Nury 17/12/2012
"Sagarana" é um verdadeiro divisor de águas no âmbito da literatura lusófona, pois marca o início da profunda transformação verbal realizada na língua portuguesa pelo autor; Guimarães Rosa foi, além de escritor, notório poliglota ("Eu falo: português, alemão, francês, inglês, espanhol, italiano, esperanto, um pouco de russo; leio: sueco, holandês, latim e grego (mas com o dicionário agarrado); entendo alguns dialetos alemães; estudei a gramática: do húngaro, do árabe, do sânscrito, do lituano, do polonês, do tupi, do hebraico, do japonês, do checo, do finlandês, do dinamarquês; bisbilhotei um pouco a respeito de outras."), homem inteligentíssimo, diplomata, médico. Acima de tudo, porém, foi um profundo amante da palavra, e essa paixão pelas letras é claramente a característica mais latente de sua literatura.
Confesso que, embora este não tenha sido meu pórtico à obra de Guimarães Rosa (meu primeiro contato com ela foi o excelente volume de contos "Primeiras Estórias"), o livro foi, de início, uma leitura um tanto quanto trabalhosa devido à escrita ímpar e inimitável do autor.

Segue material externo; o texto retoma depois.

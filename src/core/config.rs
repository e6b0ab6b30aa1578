//! Game configuration types.
//!
//! Callers configure a game at startup by providing:
//! - `RulesConfig`: explosion threshold and minimum table size
//! - `GameConfig`: the rules plus the static list of players
//!
//! `GameConfig` is serde-friendly so a player list can be bundled as JSON.

use rustc_hash::FxHashSet;
use serde::{Deserialize, Serialize};

use super::PlayerId;
use crate::errors::ConfigError;

/// Point total above which a player explodes.
pub const DEFAULT_THRESHOLD: u32 = 99;

/// Scoring rules.
#[derive(Clone, Copy, Debug, PartialEq, Eq, Serialize, Deserialize)]
#[serde(default)]
pub struct RulesConfig {
    /// A total strictly above this value explodes.
    pub threshold: u32,

    /// Smallest table a game can start with.
    pub min_players: usize,
}

impl Default for RulesConfig {
    fn default() -> Self {
        Self {
            threshold: DEFAULT_THRESHOLD,
            min_players: 2,
        }
    }
}

impl RulesConfig {
    /// Create the standard "99" rules.
    pub fn new() -> Self {
        Self::default()
    }

    /// Set the explosion threshold.
    #[must_use]
    pub fn with_threshold(mut self, threshold: u32) -> Self {
        assert!(threshold > 0, "Threshold must be positive");
        self.threshold = threshold;
        self
    }

    /// Set the minimum number of players.
    #[must_use]
    pub fn with_min_players(mut self, min_players: usize) -> Self {
        assert!(min_players >= 2, "A game needs at least 2 players");
        self.min_players = min_players;
        self
    }
}

/// A player entry in the starting list.
#[derive(Clone, Debug, PartialEq, Eq, Serialize, Deserialize)]
pub struct PlayerSpec {
    /// Explicit id. Defaults to the entry's position.
    #[serde(default, skip_serializing_if = "Option::is_none")]
    pub id: Option<PlayerId>,

    /// Display label.
    pub name: String,
}

impl PlayerSpec {
    pub fn named(name: impl Into<String>) -> Self {
        Self {
            id: None,
            name: name.into(),
        }
    }
}

/// Complete game configuration.
///
/// ```
/// use ninety_nine::core::GameConfig;
///
/// let config = GameConfig::new()
///     .with_player("Ana")
///     .with_player("Bruno")
///     .with_threshold(50);
///
/// assert_eq!(config.player_count(), 2);
/// assert_eq!(config.rules.threshold, 50);
/// ```
#[derive(Clone, Debug, Default, PartialEq, Eq, Serialize, Deserialize)]
pub struct GameConfig {
    #[serde(default)]
    pub rules: RulesConfig,

    pub players: Vec<PlayerSpec>,
}

impl GameConfig {
    /// Create an empty configuration with the standard rules.
    pub fn new() -> Self {
        Self::default()
    }

    /// Build a configuration from a plain list of names.
    pub fn from_names<I, S>(names: I) -> Self
    where
        I: IntoIterator<Item = S>,
        S: Into<String>,
    {
        Self {
            rules: RulesConfig::default(),
            players: names.into_iter().map(PlayerSpec::named).collect(),
        }
    }

    /// Parse and validate a JSON document such as
    /// `{"players": [{"name": "Ana"}, {"name": "Bruno"}]}`.
    pub fn from_json(json: &str) -> Result<Self, ConfigError> {
        let config: GameConfig = serde_json::from_str(json)?;
        config.validate()?;
        Ok(config)
    }

    /// Add a player with a positional id.
    #[must_use]
    pub fn with_player(mut self, name: impl Into<String>) -> Self {
        self.players.push(PlayerSpec::named(name));
        self
    }

    /// Add a player with an explicit id.
    #[must_use]
    pub fn with_player_id(mut self, id: PlayerId, name: impl Into<String>) -> Self {
        self.players.push(PlayerSpec {
            id: Some(id),
            name: name.into(),
        });
        self
    }

    /// Replace the rules.
    #[must_use]
    pub fn with_rules(mut self, rules: RulesConfig) -> Self {
        self.rules = rules;
        self
    }

    /// Set the explosion threshold.
    #[must_use]
    pub fn with_threshold(mut self, threshold: u32) -> Self {
        self.rules = self.rules.with_threshold(threshold);
        self
    }

    #[must_use]
    pub fn player_count(&self) -> usize {
        self.players.len()
    }

    /// Check table size, names and id uniqueness.
    pub fn validate(&self) -> Result<(), ConfigError> {
        if self.rules.threshold == 0 {
            return Err(ConfigError::ZeroThreshold);
        }

        let count = self.players.len();
        let min = self.rules.min_players.max(2);
        if count < min {
            return Err(ConfigError::TooFewPlayers { min, got: count });
        }
        if count > 255 {
            return Err(ConfigError::TooManyPlayers(count));
        }

        if let Some(position) = self.players.iter().position(|p| p.name.trim().is_empty()) {
            return Err(ConfigError::BlankName(position));
        }

        let mut seen = FxHashSet::default();
        for (id, _) in self.resolved_players() {
            if !seen.insert(id) {
                return Err(ConfigError::DuplicateId(id));
            }
        }

        Ok(())
    }

    /// Player ids and names with positional defaults filled in.
    pub(crate) fn resolved_players(&self) -> impl Iterator<Item = (PlayerId, &str)> + '_ {
        self.players.iter().enumerate().map(|(position, spec)| {
            let id = spec.id.unwrap_or(PlayerId::new(position as u8));
            (id, spec.name.as_str())
        })
    }
}

#[cfg(test)]
mod tests {
    use super::*;

    #[test]
    fn test_rules_defaults() {
        let rules = RulesConfig::new();
        assert_eq!(rules.threshold, 99);
        assert_eq!(rules.min_players, 2);
    }

    #[test]
    #[should_panic(expected = "Threshold must be positive")]
    fn test_rules_zero_threshold() {
        let _ = RulesConfig::new().with_threshold(0);
    }

    #[test]
    fn test_game_config_builder() {
        let config = GameConfig::new()
            .with_player("Ana")
            .with_player_id(PlayerId::new(7), "Bruno")
            .with_rules(RulesConfig::new().with_min_players(2));

        assert_eq!(config.player_count(), 2);
        let resolved: Vec<_> = config.resolved_players().collect();
        assert_eq!(resolved, vec![(PlayerId::new(0), "Ana"), (PlayerId::new(7), "Bruno")]);
        assert!(config.validate().is_ok());
    }

    #[test]
    fn test_validate_too_few_players() {
        let config = GameConfig::from_names(["Solo"]);
        assert!(matches!(
            config.validate(),
            Err(ConfigError::TooFewPlayers { min: 2, got: 1 })
        ));
    }

    #[test]
    fn test_validate_duplicate_id() {
        // Explicit id 1 collides with the positional id of the second entry.
        let config = GameConfig::new()
            .with_player_id(PlayerId::new(1), "Ana")
            .with_player("Bruno");

        assert!(matches!(
            config.validate(),
            Err(ConfigError::DuplicateId(id)) if id == PlayerId::new(1)
        ));
    }

    #[test]
    fn test_validate_blank_name() {
        let config = GameConfig::from_names(["Ana", "  "]);
        assert!(matches!(config.validate(), Err(ConfigError::BlankName(1))));
    }

    #[test]
    fn test_from_json() {
        let json = r#"{"players": [
            {"name": "Ana"},
            {"name": "Bruno"},
            {"id": 9, "name": "Caio"}
        ]}"#;
        let config = GameConfig::from_json(json).unwrap();

        assert_eq!(config.rules, RulesConfig::default());
        assert_eq!(config.players[2].id, Some(PlayerId::new(9)));
        assert_eq!(config.players[0].name, "Ana");
    }

    #[test]
    fn test_from_json_with_rules() {
        let json = r#"{"rules": {"threshold": 50}, "players": [{"name": "A"}, {"name": "B"}]}"#;
        let config = GameConfig::from_json(json).unwrap();

        assert_eq!(config.rules.threshold, 50);
        assert_eq!(config.rules.min_players, 2);
    }

    #[test]
    fn test_from_json_rejects_garbage() {
        assert!(matches!(GameConfig::from_json("not json"), Err(ConfigError::Parse(_))));
    }

    #[test]
    fn test_serialization_roundtrip() {
        let config = GameConfig::from_names(["Ana", "Bruno"]).with_threshold(120);
        let json = serde_json::to_string(&config).unwrap();
        let back: GameConfig = serde_json::from_str(&json).unwrap();
        assert_eq!(config, back);
    }
}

No decorrer das páginas fui acostumando-me (ou melhor, reacostumando-me, dado que o mesmo embargo inicial marcou minha leitura de "Primeiras Estórias") à prosa roseana.
No entanto, acredito que a singularidade linguística de Guimarães Rosa não seja novidade para ninguém, portanto, falemos um pouco das estórias. Os contos que compõem "Sagarana" são todos ambientados no sertão mineiro e povoados pela sorte de gente que lá reside - consequentemente, o diálogo é permeado por regionalismos, nomes de fauna e flora e um português marcadamente coloquial. Os personagens apresentam os traços físicos típicos da região. Os enredos lidam com o cotidiano do sertanejo (entretanto, dois deles merecem destaque por apresentá-lo da perspectiva de animais: "O burrinho pedrês" e "Conversa de bois").
Todavia, (e é nisto que, na humilde opinião deste leitor, reside a força da literatura roseana) percebe-se que, destituídas de maior especificidade, as tramas possuem uma certa universalidade: são casos que podem se passar tanto no sertão mineiro quanto na Europa medieval ("O sertão é o mundo."). Guimarães Rosa, ao mesmo tempo em que retrata com fidelidade seu berço, tece contos cativantes e atemporais, e, mais importantemente, ao fazê-lo, alcança o que é para mim o objetivo de todo escritor: capturar a essência da alma humana em palavras. Leitura obrigatória para a vida.